全国民に最大5万円消費券=景気対策で李在明政権―韓国 2025年07月22日 18時38分

【ソウル時事】韓国の李在明政権は低迷する景気の回復を狙い、国民1人当たり最大55万ウォン(約5万8000円)の「消費クーポン」の配布を開始した。世論の評価は高く、62%の支持率を誇る李大統領の人気を下支えしている。
消費クーポンは、6月の大統領選で李氏が公約に掲げていた。額は1人最低15万ウォン(約1万6000円)。商品券や電子マネーで支給し、低所得者や地方居住者には上積みする。地域経済の活性化のため、使用対象を商店街の飲食店や小型スーパーなどに絞る一方、百貨店や大型スーパーを対象外にした。
韓国経済は、昨年12月の尹錫悦前大統領による「非常戒厳」宣言の影響で消費が冷え込み、トランプ米政権の高関税政策によって打撃を受けている。李政権は内需を刺激するため、発足から1カ月後の今月4日に消費クーポン関連経費12兆ウォン(約1兆3000億円)を含む補正予算を国会で成立させた。
李氏は京畿道知事時代に新型コロナウイルス感染症による経済危機を克服する目的で、道民1人当たり10万ウォン(約1万円)を支給し支持を集めた経験がある。李氏は22日の閣議で「『消費クーポンで、高くて買えなかったスイカを買ってみよう。子どもたちに肉を食べさせよう』という声が聞こえる。大衆の生活とはこういうものだ」と、国民生活への配慮を強調した。

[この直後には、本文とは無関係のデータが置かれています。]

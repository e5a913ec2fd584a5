//! qmul Command-Line Interface
//!
//! Builds Quantum Fourier Transform circuits and the register layout of a
//! QFT-based multiplier, and checks them on a statevector simulator.

#[global_allocator]
static GLOBAL: mimalloc::MiMalloc = mimalloc::MiMalloc;

use std::path::PathBuf;

use clap::{Parser, Subcommand};
use console::style;
use tracing_subscriber::EnvFilter;

mod commands;
mod config;

use commands::{multiply, qft, simulate, version};
use config::{Config, OutputFormat};

/// qmul - QFT circuit construction for quantum multiplication
#[derive(Parser)]
#[command(name = "qmul")]
#[command(author, version, about, long_about = None)]
struct Cli {
    /// Increase verbosity (-v, -vv, -vvv)
    #[arg(short, long, action = clap::ArgAction::Count, global = true)]
    verbose: u8,

    /// Config file (YAML)
    #[arg(long, global = true, env = "QMUL_CONFIG")]
    config: Option<PathBuf>,

    #[command(subcommand)]
    command: Commands,
}

#[derive(Subcommand)]
enum Commands {
    /// Build a Quantum Fourier Transform circuit
    Qft {
        /// Number of qubits
        #[arg(short = 'n', long)]
        qubits: u32,

        /// Build the inverse transform instead
        #[arg(long)]
        inverse: bool,

        /// Output format
        #[arg(short, long, value_enum, env = "QMUL_FORMAT")]
        format: Option<OutputFormat>,

        /// Output file (stdout if omitted)
        #[arg(short, long)]
        output: Option<PathBuf>,
    },

    /// Encode two operands and transform the product register
    Multiply {
        /// First operand
        a: u64,

        /// Second operand
        b: u64,

        /// Output format
        #[arg(short, long, value_enum, env = "QMUL_FORMAT")]
        format: Option<OutputFormat>,

        /// Output file (stdout if omitted)
        #[arg(short, long)]
        output: Option<PathBuf>,
    },

    /// Simulate the QFT of a basis state and print the amplitudes
    Simulate {
        /// Number of qubits
        #[arg(short = 'n', long)]
        qubits: u32,

        /// Input basis state |k⟩
        #[arg(short, long, default_value = "0")]
        basis_state: u64,

        /// Simulate the inverse transform instead
        #[arg(long)]
        inverse: bool,
    },

    /// Show version information
    Version,
}

/// Log filter: `-v` flags, then `RUST_LOG`, then the config file, then `warn`.
fn log_filter(verbose: u8, config: &Config) -> EnvFilter {
    let level = match verbose {
        0 => None,
        1 => Some("info"),
        2 => Some("debug"),
        _ => Some("trace"),
    };
    if let Some(level) = level {
        return EnvFilter::new(level);
    }
    if let Ok(filter) = EnvFilter::try_from_default_env() {
        return filter;
    }
    EnvFilter::new(config.logging.level.as_deref().unwrap_or("warn"))
}

fn run(cli: Cli, config: &Config) -> anyhow::Result<()> {
    match cli.command {
        Commands::Qft {
            qubits,
            inverse,
            format,
            output,
        } => qft::execute(
            qubits,
            inverse,
            format.unwrap_or(config.output.format),
            output.as_deref(),
            &config.qft,
        ),

        Commands::Multiply {
            a,
            b,
            format,
            output,
        } => multiply::execute(
            a,
            b,
            format.unwrap_or(config.output.format),
            output.as_deref(),
        ),

        Commands::Simulate {
            qubits,
            basis_state,
            inverse,
        } => simulate::execute(qubits, basis_state, inverse, &config.simulate),

        Commands::Version => {
            version::execute();
            Ok(())
        }
    }
}

fn main() {
    let cli = Cli::parse();

    let config = match Config::load(cli.config.as_deref()) {
        Ok(config) => config,
        Err(e) => {
            eprintln!("{} {:#}", style("Error:").red().bold(), e);
            std::process::exit(2);
        }
    };

    tracing_subscriber::fmt()
        .with_env_filter(log_filter(cli.verbose, &config))
        .with_target(false)
        .with_writer(std::io::stderr)
        .init();

    if let Err(e) = run(cli, &config) {
        eprintln!("{} {:#}", style("Error:").red().bold(), e);
        std::process::exit(1);
    }
}

#[cfg(test)]
mod tests {
    use super::*;
    use clap::CommandFactory;

    #[test]
    fn test_cli_definition() {
        Cli::command().debug_assert();
    }

    #[test]
    fn test_parse_qft() {
        let cli = Cli::try_parse_from(["qmul", "qft", "-n", "4", "--format", "qasm2"]).unwrap();
        match cli.command {
            Commands::Qft {
                qubits,
                inverse,
                format,
                output,
            } => {
                assert_eq!(qubits, 4);
                assert!(!inverse);
                assert_eq!(format, Some(OutputFormat::Qasm2));
                assert!(output.is_none());
            }
            _ => panic!("expected qft"),
        }
    }

    #[test]
    fn test_parse_qft_requires_qubits() {
        assert!(Cli::try_parse_from(["qmul", "qft"]).is_err());
    }

    #[test]
    fn test_parse_multiply() {
        let cli = Cli::try_parse_from(["qmul", "-vv", "multiply", "6", "7", "-o", "m.json"])
            .unwrap();
        assert_eq!(cli.verbose, 2);
        match cli.command {
            Commands::Multiply { a, b, output, .. } => {
                assert_eq!((a, b), (6, 7));
                assert_eq!(output, Some(PathBuf::from("m.json")));
            }
            _ => panic!("expected multiply"),
        }
    }

    #[test]
    fn test_parse_multiply_rejects_negative() {
        assert!(Cli::try_parse_from(["qmul", "multiply", "-3", "2"]).is_err());
    }

    #[test]
    fn test_parse_simulate_defaults() {
        let cli = Cli::try_parse_from(["qmul", "simulate", "--qubits", "3"]).unwrap();
        match cli.command {
            Commands::Simulate {
                qubits,
                basis_state,
                inverse,
            } => {
                assert_eq!(qubits, 3);
                assert_eq!(basis_state, 0);
                assert!(!inverse);
            }
            _ => panic!("expected simulate"),
        }
    }

    #[test]
    fn test_parse_global_config() {
        let cli =
            Cli::try_parse_from(["qmul", "version", "--config", "/tmp/qmul.yaml"]).unwrap();
        assert_eq!(cli.config, Some(PathBuf::from("/tmp/qmul.yaml")));
        assert!(matches!(cli.command, Commands::Version));
    }

    #[test]
    fn test_unknown_format_rejected() {
        assert!(Cli::try_parse_from(["qmul", "qft", "-n", "2", "-f", "svg"]).is_err());
    }

    #[test]
    fn test_verbose_overrides_config_level() {
        let mut config = Config::default();
        config.logging.level = Some("error".into());
        assert_eq!(log_filter(3, &config).to_string(), "trace");
    }
}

世論調査機関「リアルメーター」の調査によると、回答者の63%が消費クーポンの配布を支持している。ただ、国会で予算の分析や評価を行う予算政策室の推計では、国内総生産(GDP)の引き上げ効果は最大で0.32%にとどまる。保守系最大野党「国民の力」は「ポピュリズムのばらまきだ」と批判している。